10. In the present case also the respondent is continuing in possession of the disputed premises in assertion of his bona fide claim and, therefore, the learned Magistrate was perfectly justified in coming to the conclusion that he was not committing an offence of criminal trespass as defined by Section 441, I.P.C.
11. One more technical obstacle in the way of success of appellant's complaint was, though the same was not considered by the learned Magistrate, that the notice contemplated by Section 441, I.P.C, as amended by U.P. Act XXXI of 1961 requires that the notice shall specify a date by which the person called upon to vacate has to vacate the property. The notice which is on record of the present case gave only one week's time to the respondent to vacate the disputed premises and did not specify a date. In Ram Swarup v. State 1977 All Cri C 165 and Mansingh v. State 1979 Cri LJ 1433 (All) this Court has observed that if a notice given under Section 441, I.P.C. simply prescribes a particular period and does not specify a particular date by which the accused has to leave the property it is not a valid notice for the purposes of Section 441, I.P.C. These observations fully apply to the facts of the present case.
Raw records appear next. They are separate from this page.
impl OutputReader {
    fn enter(&self, state: RunState) {
        let mut states = self
            .states
            .lock()
            .unwrap_or_else(|poisoned| poisoned.into_inner());
        if states.last() != Some(&state) {
            states.push(state);
        }
    }

    async fn next_event(&mut self) -> Option<Result<RunEvent, RunnerError>> {
        let mut window = [0u8; READ_WINDOW];
        loop {
            if let Some(token) = self.pending.pop_front() {
                return Some(Ok(RunEvent::Progress(token)));
            }
            if self.done {
                return None;
            }

            let step = match self.stderr.as_mut() {
                Some(stderr) => {
                    tokio::select! {
                        biased;
                        _ = self.cancel.cancelled() => Step::Cancelled,
                        _ = tokio::time::sleep_until(self.deadline) => Step::TimedOut,
                        read = stderr.read(&mut window) => Step::Read(read),
                    }
                }
                None => Step::Read(Ok(0)),
            };

            match step {
                Step::Cancelled => return Some(Err(self.kill(KillReason::Revoked).await)),
                Step::TimedOut => return Some(Err(self.kill(KillReason::TimedOut).await)),
                Step::Read(Ok(0)) => {
                    self.flush_line();
                    if let Some(token) = self.pending.pop_front() {
                        return Some(Ok(RunEvent::Progress(token)));
                    }
                    return Some(self.finish().await);
                }
                Step::Read(Ok(n)) => {
                    self.enter(RunState::Streaming);
                    self.seen_output = true;
                    self.feed(&window[..n]);
                }
                Step::Read(Err(e)) => {
                    self.enter(RunState::Failed);
                    self.done = true;
                    self.terminate().await;
                    return Some(Err(RunnerError::Io(e)));
                }
            }
        }
    }

    fn feed(&mut self, bytes: &[u8]) {
        let text = decode_window(&mut self.carry, bytes);
        for c in text.chars() {
            self.log.push(c);
            if c == '\r' || c == '\n' {
                self.flush_line();
            } else {
                self.line.push(c);
            }
        }
    }

    fn flush_line(&mut self) {
        if self.line.is_empty() {
            return;
        }
        let line = self.line.as_str().to_string();
        let seconds = self.parser.parse(&line);
        self.pending.push_back(ProgressToken { line, seconds });
        self.line.clear();
    }

    async fn finish(&mut self) -> Result<RunEvent, RunnerError> {
        self.done = true;
        // stderr closed first, the exit status follows
        self.stderr = None;
        self.enter(RunState::Streaming);

        let status = tokio::select! {
            biased;
            _ = self.cancel.cancelled() => return Err(self.kill(KillReason::Revoked).await),
            _ = tokio::time::sleep_until(self.deadline) => return Err(self.kill(KillReason::TimedOut).await),
            status = self.child.wait() => status,
        };

        let tail = self.log.as_str().to_string();
        match status {
            Ok(status) if status.success() && self.seen_output => {
                self.enter(RunState::Finished);
                Ok(RunEvent::Finished(tail))
            }
            Ok(status) if status.success() => {
                self.enter(RunState::Failed);
                Err(RunnerError::NoOutput)
            }
            Ok(status) => {
                self.enter(RunState::Failed);
                Err(RunnerError::EncodeFailure {
                    code: status.code(),
                    tail,
                })
            }
            Err(e) => {
                self.enter(RunState::Failed);
                Err(RunnerError::Io(e))
            }
        }
    }

    async fn kill(&mut self, reason: KillReason) -> RunnerError {
        warn!(pid = ?self.child.id(), reason = %reason, "Stopping process");
        self.enter(RunState::Streaming);
        self.done = true;
        self.stderr = None;
        self.terminate().await;
        self.enter(RunState::Killed);
        RunnerError::Killed {
            reason,
            tail: self.log.as_str().to_string(),
        }
    }

    /// SIGTERM, then SIGKILL once the grace period runs out. A process that
    /// already exited is left alone.
    async fn terminate(&mut self) {
        if let Some(pid) = self.child.id() {
            if let Err(e) = signal::kill(Pid::from_raw(pid as i32), Signal::SIGTERM) {
                debug!(pid = pid, error = %e, "SIGTERM not delivered");
            }
        }
        if tokio::time::timeout(self.grace, self.child.wait()).await.is_err() {
            if let Err(e) = self.child.kill().await {
                warn!(error = %e, "Failed to kill process");
            }
        }
    }
}

/// Decode a read window, holding back a trailing partial UTF-8 sequence
fn decode_window(carry: &mut Vec<u8>, bytes: &[u8]) -> String {
    carry.extend_from_slice(bytes);
    match std::str::from_utf8(carry) {
        Ok(text) => {
            let text = text.to_string();
            carry.clear();
            text
        }
        Err(e) if e.error_len().is_none() => {
            let valid = e.valid_up_to();
            let text = String::from_utf8_lossy(&carry[..valid]).into_owned();
            carry.drain(..valid);
            text
        }
        Err(_) => {
            let text = String::from_utf8_lossy(carry).into_owned();
            carry.clear();
            text
        }
    }
}

#[derive(Debug, Clone)]
struct RegisteredProcess {
    cancel: CancellationToken,
    pid: Option<u32>,
}

/// Revoked task ids remembered per worker
const REVOKED_MEMORY: usize = 1024;

/// Worker-local map of task id to running process, plus the most recent
/// revocations so a revoked task delivered later is not run
#[derive(Debug, Clone, Default)]
pub struct ProcessRegistry {
    inner: Arc<Mutex<HashMap<String, RegisteredProcess>>>,
    revoked: Arc<Mutex<VecDeque<String>>>,
}

impl ProcessRegistry {
    pub fn new() -> Self {
        Self::default()
    }

    fn with<R>(&self, f: impl FnOnce(&mut HashMap<String, RegisteredProcess>) -> R) -> R {
        let mut map = self
            .inner
            .lock()
            .unwrap_or_else(|poisoned| poisoned.into_inner());
        f(&mut map)
    }

    /// Register a task and get the token that stops its processes
    pub fn register(&self, task_id: &str) -> CancellationToken {
        let cancel = CancellationToken::new();
        let entry = RegisteredProcess {
            cancel: cancel.clone(),
            pid: None,
        };
        self.with(|map| map.insert(task_id.to_string(), entry));
        cancel
    }

    pub fn set_pid(&self, task_id: &str, pid: Option<u32>) {
        self.with(|map| {
            if let Some(entry) = map.get_mut(task_id) {
                entry.pid = pid;
            }
        });
    }

    pub fn pid(&self, task_id: &str) -> Option<u32> {
        self.with(|map| map.get(task_id).and_then(|e| e.pid))
    }

    pub fn contains(&self, task_id: &str) -> bool {
        self.with(|map| map.contains_key(task_id))
    }

    /// Cancel a registered task. Returns false if this worker does not run it.
    pub fn cancel(&self, task_id: &str) -> bool {
        match self.with(|map| map.get(task_id).cloned()) {
            Some(entry) => {
                info!(task_id = %task_id, pid = ?entry.pid, "Cancelling registered process");
                entry.cancel.cancel();
                true
            }
            None => false,
        }
    }

    pub fn remove(&self, task_id: &str) {
        self.with(|map| map.remove(task_id));
    }

    /// Remember a revocation, forgetting the oldest past the cap
    pub fn mark_revoked(&self, task_id: &str) {
        let mut revoked = self
            .revoked
            .lock()
            .unwrap_or_else(|poisoned| poisoned.into_inner());
        if revoked.iter().any(|id| id == task_id) {
            return;
        }
        if revoked.len() >= REVOKED_MEMORY {
            revoked.pop_front();
        }
        revoked.push_back(task_id.to_string());
    }

    pub fn is_revoked(&self, task_id: &str) -> bool {
        self.revoked
            .lock()
            .unwrap_or_else(|poisoned| poisoned.into_inner())
            .iter()
            .any(|id| id == task_id)
    }

    pub fn len(&self) -> usize {
        self.with(|map| map.len())
    }

    pub fn is_empty(&self) -> bool {
        self.len() == 0
    }
}

fn lossy<S: AsRef<OsStr>>(arg: &S) -> String {
    arg.as_ref().to_string_lossy().into_owned()
}

/// Kill every ffmpeg process whose command line mentions `working_file`.
/// Returns the number of processes signalled.
pub fn kill_by_pattern(working_file: &Path) -> Result<usize, RunnerError> {
    let needle = working_file.to_string_lossy();
    if needle.is_empty() {
        return Ok(0);
    }
    let pattern = Regex::new(&format!("ffmpeg.*{}", regex::escape(&needle)))?;

    let mut system = System::new();
    system.refresh_all();

    let mut killed = 0;
    for (pid, process) in system.processes() {
        let cmdline = process.cmd().iter().map(lossy).collect::<Vec<_>>().join(" ");
        if pattern.is_match(&cmdline) && process.kill() {
            info!(pid = %pid, "Killed process by command line match");
            killed += 1;
        }
    }
    Ok(killed)
}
12. I am, therefore, of the opinion that on account of the defect in the notice issued to the respondent by the appellant and also on merits as the respondent was continuing in possession of the disputed property in bona fide assertion of his claim, the complaint of the appellant was liable to be dismissed. The impugned order of acquittal, therefore, calls for no interference by this Court. Consequently this appeal is dismissed and the order under appeal is upheld.